Is a jockey change enough reason to avoid betting a horse?

September 6th, 2022

Let’s face it: horseplayers like to discuss jockeys. They want to know who the hot jockey is riding, and whether an unraced horse is debuting with a Hall of Fame rider or an apprentice in the saddle.

Good and bad rides are discussed by horseplayers to no end on social media, and jockey statistics are common to help bettors identify the most successful riders. When a high-profile jockey takes over riding a horse, bettors sit up and take notice.

But have you ever wondered if a jockey change is ever enough reason to avoid betting a horse? That, readers, is a multifaceted question without a one-size-fits-all answer.

Why would a jockey change be negative?

Analyze enough races, and you’re bound to come across seemingly negative examples of jockey changes. Say a turf horse has been ridden in his last five starts by a jockey who wins at a 25% rate on turf, and now a jockey with a 5% turf win rate is named to ride. Or maybe an elite jockey has chosen to ride one horse over another in a coveted race like the Kentucky Derby (G1); surely bettors should downgrade the chances of the horse the jockey rejected?

The list goes on and on. A horse is changing from a jockey with a 30% win rate to a jockey who has lost 90 consecutive races. A horse is switching from a veteran jockey to an apprentice with only 70 career rides and two victories. A horse is picking up a jockey who hasn’t won for the trainer in the last two months.

Each of these examples could be interpreted as a reason to avoid betting the horse in question. But is that the right strategy? Not necessarily.

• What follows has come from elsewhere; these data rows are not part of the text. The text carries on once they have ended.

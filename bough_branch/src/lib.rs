// Copyright 2026 the Bough Authors
// SPDX-License-Identifier: Apache-2.0 OR MIT

//! Bough Branch: branch-curve geometry for tree and mind-map diagrams.
//!
//! This crate computes the curved connector (the "branch") drawn between a
//! child node and its parent in a tree diagram, given only the two measured
//! node boxes, the child's offset, the nesting depth, and the zoom factor.
//! It is intentionally decoupled from any particular node model, layout
//! engine, or drawing backend: layout hands in two [`NodeBox`] values and an
//! offset, and the stroke command goes out through the [`DrawSurface`] seam.
//!
//! # Typical usage
//!
//! - Lay out your nodes however you like; for caption-driven box sizes see
//!   the `bough_metrics` crate.
//! - Once per parent-child edge per redraw, build a [`BranchParams`] and call
//!   [`BranchRenderer::render`] with your surface.
//! - The surface first receives a `prepare_region` call with the curve's
//!   bounding rectangle (position a canvas there, or grow a dirty region),
//!   then exactly one stroked cubic Bézier.
//!
//! Rendering is pure and stateless: every call is independent, so distinct
//! edges may be rendered in any order or in parallel. When only the geometry
//! is wanted (testing, hit regions, caching), [`BranchRenderer::plot`]
//! returns the [`BranchPlot`] without touching a surface.
//!
//! # Key types
//!
//! - [`BranchRenderer`] – resolves placement and emits one curve per edge,
//!   configured with [`RenderFlags`].
//! - [`BranchParams`] – per-edge inputs `{depth, offset, child, parent, zoom}`.
//! - [`BranchPlot`] – the result: bounding frame, cubic curve, stroke width.
//! - [`DrawSurface`] – trait for backends that receive the stroke; the
//!   paint it strokes with is an opaque associated type.
//! - [`line_width`] – the depth/zoom stroke-width policy, also usable on its
//!   own (for example to pre-size node borders to match their branch).
//!
//! # Example
//!
//! ```
//! use bough_branch::{BranchParams, BranchRenderer, DrawSurface, NodeBox};
//! use kurbo::{CubicBez, Rect, Vec2};
//!
//! struct Println;
//!
//! impl DrawSurface for Println {
//!     type Paint = &'static str;
//!
//!     fn prepare_region(&mut self, region: Rect) {
//!         println!(
//!             "canvas {} x {} at ({}, {})",
//!             region.width(),
//!             region.height(),
//!             region.x0,
//!             region.y0
//!         );
//!     }
//!
//!     fn stroke_cubic(&mut self, curve: CubicBez, width: f64, paint: &Self::Paint) {
//!         println!("stroke {curve:?} at width {width} in {paint}");
//!     }
//! }
//!
//! let renderer = BranchRenderer::new();
//! let params = BranchParams {
//!     depth: 1,
//!     offset: Vec2::new(180.0, 60.0),
//!     child: NodeBox::new(70.0, 22.0, 26.0),
//!     parent: NodeBox::new(100.0, 26.0, 30.0),
//!     zoom: 1.0,
//! };
//! renderer.render(&mut Println, &params, &"steelblue");
//! ```
//!
//! # Coordinate frames
//!
//! The child offset is in pre-zoom layout units and is the only input the
//! renderer scales; box extents arrive in screen pixels (measurement already
//! applies zoom). The emitted frame is relative to the child box origin and
//! the curve is local to the frame, so a backend can back each edge with its
//! own small canvas placed at the frame origin.
//!
//! This crate is `no_std` and does not allocate.

#![no_std]

#[cfg(test)]
extern crate alloc;

mod placement;
mod render;
mod surface;
mod types;
mod width;

pub use placement::{HorizontalPlacement, HorizontalSpan, VerticalSpan, horizontal_span, vertical_span};
pub use render::{BranchParams, BranchPlot, BranchRenderer, CONTROL_MARKER_RADIUS, RenderFlags};
pub use surface::DrawSurface;
pub use types::NodeBox;
pub use width::{BASE_LINE_WIDTH, DEPTH_TAPER, MIN_LINE_WIDTH, line_width};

Seemingly negative jockey changes aren’t always negative

Let’s take a contrarian view of negative jockey changes and place the five examples listed earlier in a positive light:

  • A jockey with a 5% win rate on turf does win one out of 20 turf rides. And a jockey can’t have success without opportunity; in today’s age of diminishing field sizes, it’s hard for many jockeys to secure live mounts, lowering their win percentages and further limiting their opportunities.
  • Jockeys (and their agents) don’t always choose the right horse. Hall of Fame jockey Eddie Arcaro famously chose to ride Devil Diver instead of Shut Out in the 1942 Kentucky Derby; Devil Diver finished sixth as Shut Out claimed top honors.
  • Sometimes jockeys endure long losing streaks, causing them to fall out of favor with bettors and trainers. Opportunities for better-than-warranted payoffs can arise when a cold jockey winds up on a live mount.
  • Apprentice jockeys lack experience compared to veteran jockeys, but they also ride with weight allowances. A horse carrying seven fewer pounds than its rivals might find the edge it needs to win.
  • Just because a jockey and trainer haven’t won together lately doesn’t mean they won’t win today. Maybe the stable’s go-to jockey is out of town riding in a major stakes, causing the trainer to team up with a different jockey than usual. Or maybe the horse you’re analyzing is shipping away from the trainer’s home base, and an accomplished local jockey is taking over the mount.

You’re bound to come across examples of jockey changes that don’t look encouraging at first glance, and you may choose to play a different horse and jockey. But remember, those seemingly negative changes can lead to enticing odds. A jockey is only as good as his or her mount, and if you believe a horse is the most likely winner, your reward for betting against the grain of jockey stats might be a lucrative payoff.